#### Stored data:
>>
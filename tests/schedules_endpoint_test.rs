use axum::http::StatusCode;
use marjin::api::{self, AppState};
use marjin::config::Config;
use marjin::db::init_db;
use marjin::Repository;
use std::sync::Arc;
use tempfile::TempDir;
use tower::util::ServiceExt;

struct TestApp {
    app: axum::Router,
    _temp: TempDir,
}

async fn setup_test_app() -> TestApp {
    let temp_dir = TempDir::new().unwrap();
    let db_path = temp_dir
        .path()
        .join("test.db")
        .to_string_lossy()
        .to_string();
    let pool = init_db(&db_path).await.expect("init_db failed");
    let repo = Arc::new(Repository::new(pool));

    let config = Config {
        port: 0,
        database_path: db_path,
        seed_default_rates: false,
        currency: "TRY".to_string(),
    };

    let state = AppState::new(repo, config);
    TestApp {
        app: api::create_router(state),
        _temp: temp_dir,
    }
}

async fn get(app: axum::Router, uri: &str) -> (StatusCode, Vec<u8>) {
    let req = axum::http::Request::builder()
        .method("GET")
        .uri(uri)
        .body(axum::body::Body::empty())
        .unwrap();

    let resp = app.oneshot(req).await.unwrap();
    let status = resp.status();
    let body = axum::body::to_bytes(resp.into_body(), usize::MAX)
        .await
        .unwrap()
        .to_vec();
    (status, body)
}

async fn send_json(
    app: axum::Router,
    method: &str,
    uri: &str,
    body: serde_json::Value,
) -> (StatusCode, Vec<u8>) {
    let req = axum::http::Request::builder()
        .method(method)
        .uri(uri)
        .header("content-type", "application/json")
        .body(axum::body::Body::from(body.to_string()))
        .unwrap();

    let resp = app.oneshot(req).await.unwrap();
    let status = resp.status();
    let body = axum::body::to_bytes(resp.into_body(), usize::MAX)
        .await
        .unwrap()
        .to_vec();
    (status, body)
}

fn schedule_body(valid_from: i64, valid_until: i64) -> serde_json::Value {
    serde_json::json!({
        "storeId": "store-1",
        "marketplace": "trendyol",
        "normalRate": 0.15,
        "campaignRate": 0.08,
        "campaignName": "Mega Haziran",
        "validFrom": valid_from,
        "validUntil": valid_until
    })
}

#[tokio::test]
async fn test_create_then_list_attaches_state() {
    let test_app = setup_test_app().await;

    let (status, body) = send_json(
        test_app.app.clone(),
        "POST",
        "/v1/commission-schedules",
        schedule_body(0, i64::MAX),
    )
    .await;
    assert_eq!(status, StatusCode::OK);
    let created: serde_json::Value = serde_json::from_slice(&body).unwrap();
    assert!(created["id"].is_i64());

    let (status, body) = get(
        test_app.app,
        "/v1/commission-schedules?storeId=store-1&marketplace=trendyol",
    )
    .await;
    assert_eq!(status, StatusCode::OK);

    let json: serde_json::Value = serde_json::from_slice(&body).unwrap();
    let schedules = json["schedules"].as_array().unwrap();
    assert_eq!(schedules.len(), 1);
    assert_eq!(schedules[0]["campaignName"], serde_json::json!("Mega Haziran"));
    assert_eq!(schedules[0]["campaignRate"], serde_json::json!(0.08));
    assert_eq!(schedules[0]["state"], serde_json::json!("active"));
}

#[tokio::test]
async fn test_window_not_yet_open_is_upcoming() {
    let test_app = setup_test_app().await;

    send_json(
        test_app.app.clone(),
        "POST",
        "/v1/commission-schedules",
        schedule_body(i64::MAX - 1, i64::MAX),
    )
    .await;

    let (_status, body) = get(
        test_app.app,
        "/v1/commission-schedules?storeId=store-1&marketplace=trendyol",
    )
    .await;
    let json: serde_json::Value = serde_json::from_slice(&body).unwrap();
    assert_eq!(json["schedules"][0]["state"], serde_json::json!("upcoming"));
}

#[tokio::test]
async fn test_active_campaign_changes_published_financials() {
    let test_app = setup_test_app().await;

    send_json(
        test_app.app.clone(),
        "POST",
        "/v1/products",
        serde_json::json!({
            "storeId": "store-1",
            "marketplace": "trendyol",
            "name": "Kulaklik",
            "buyPrice": 400,
            "salesPrice": 1000,
            "commissionRate": 0.15,
            "vatRate": 20,
            "desi": 2,
            "shippingCost": 50
        }),
    )
    .await;
    send_json(
        test_app.app.clone(),
        "POST",
        "/v1/commission-schedules",
        schedule_body(0, i64::MAX),
    )
    .await;

    let (_status, body) = get(
        test_app.app,
        "/v1/products?storeId=store-1&marketplace=trendyol",
    )
    .await;
    let json: serde_json::Value = serde_json::from_slice(&body).unwrap();

    let commission = &json["products"][0]["financials"]["commission"];
    assert_eq!(commission["isCampaignActive"], serde_json::json!(true));
    assert_eq!(commission["rate"], serde_json::json!(0.08));
    assert_eq!(commission["campaignName"], serde_json::json!("Mega Haziran"));

    // 1000 - 400 - 200 VAT - 80 commission - 50 shipping.
    let profit = &json["products"][0]["financials"]["profit"];
    assert_eq!(profit["netProfit"], serde_json::json!(270.0));
}

#[tokio::test]
async fn test_quick_create_runs_from_now() {
    let test_app = setup_test_app().await;

    let (status, body) = send_json(
        test_app.app.clone(),
        "POST",
        "/v1/commission-schedules/quick",
        serde_json::json!({
            "storeId": "store-1",
            "marketplace": "trendyol",
            "campaignRate": 0.1,
            "durationHours": 48
        }),
    )
    .await;
    assert_eq!(status, StatusCode::OK);

    let json: serde_json::Value = serde_json::from_slice(&body).unwrap();
    let valid_from = json["validFrom"].as_i64().unwrap();
    let valid_until = json["validUntil"].as_i64().unwrap();
    assert_eq!(valid_until - valid_from, 48 * 3_600_000);

    let (_status, body) = get(
        test_app.app,
        "/v1/commission-schedules?storeId=store-1&marketplace=trendyol",
    )
    .await;
    let json: serde_json::Value = serde_json::from_slice(&body).unwrap();
    assert_eq!(
        json["schedules"][0]["campaignName"],
        serde_json::json!("Hizli kampanya")
    );
    assert_eq!(json["schedules"][0]["state"], serde_json::json!("active"));
}

#[tokio::test]
async fn test_deactivate_is_terminal() {
    let test_app = setup_test_app().await;

    let (_status, body) = send_json(
        test_app.app.clone(),
        "POST",
        "/v1/commission-schedules",
        schedule_body(0, i64::MAX),
    )
    .await;
    let created: serde_json::Value = serde_json::from_slice(&body).unwrap();
    let id = created["id"].as_i64().unwrap();

    let req = axum::http::Request::builder()
        .method("DELETE")
        .uri(format!("/v1/commission-schedules/{}", id))
        .body(axum::body::Body::empty())
        .unwrap();
    let resp = test_app.app.clone().oneshot(req).await.unwrap();
    assert_eq!(resp.status(), StatusCode::OK);

    let (_status, body) = get(
        test_app.app.clone(),
        "/v1/commission-schedules?storeId=store-1&marketplace=trendyol",
    )
    .await;
    let json: serde_json::Value = serde_json::from_slice(&body).unwrap();
    assert_eq!(json["schedules"][0]["state"], serde_json::json!("deactivated"));

    // A second deactivation has nothing left to deactivate.
    let req = axum::http::Request::builder()
        .method("DELETE")
        .uri(format!("/v1/commission-schedules/{}", id))
        .body(axum::body::Body::empty())
        .unwrap();
    let resp = test_app.app.oneshot(req).await.unwrap();
    assert_eq!(resp.status(), StatusCode::NOT_FOUND);
}

#[tokio::test]
async fn test_rates_must_be_fractions() {
    let test_app = setup_test_app().await;

    let mut body = schedule_body(0, 1000);
    body["campaignRate"] = serde_json::json!(1.5);
    let (status, _body) = send_json(
        test_app.app.clone(),
        "POST",
        "/v1/commission-schedules",
        body,
    )
    .await;
    assert_eq!(status, StatusCode::BAD_REQUEST);

    let mut body = schedule_body(0, 1000);
    body["normalRate"] = serde_json::json!(-0.1);
    let (status, _body) = send_json(test_app.app, "POST", "/v1/commission-schedules", body).await;
    assert_eq!(status, StatusCode::BAD_REQUEST);
}

#[tokio::test]
async fn test_window_must_be_ordered() {
    let test_app = setup_test_app().await;

    let (status, _body) = send_json(
        test_app.app,
        "POST",
        "/v1/commission-schedules",
        schedule_body(5000, 5000),
    )
    .await;
    assert_eq!(status, StatusCode::BAD_REQUEST);
}

#[tokio::test]
async fn test_quick_requires_positive_duration() {
    let test_app = setup_test_app().await;

    let (status, _body) = send_json(
        test_app.app,
        "POST",
        "/v1/commission-schedules/quick",
        serde_json::json!({
            "storeId": "store-1",
            "marketplace": "trendyol",
            "campaignRate": 0.1,
            "durationHours": 0
        }),
    )
    .await;
    assert_eq!(status, StatusCode::BAD_REQUEST);
}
<<
#### Problem requirements:
Search the records line by line for the word "campaignName" and copy every line where it appears.

#### Response area:
        "campaignName": "Mega Haziran",
    assert_eq!(schedules[0]["campaignName"], serde_json::json!("Mega Haziran"));
    assert_eq!(commission["campaignName"], serde_json::json!("Mega Haziran"));
        json["schedules"][0]["campaignName"],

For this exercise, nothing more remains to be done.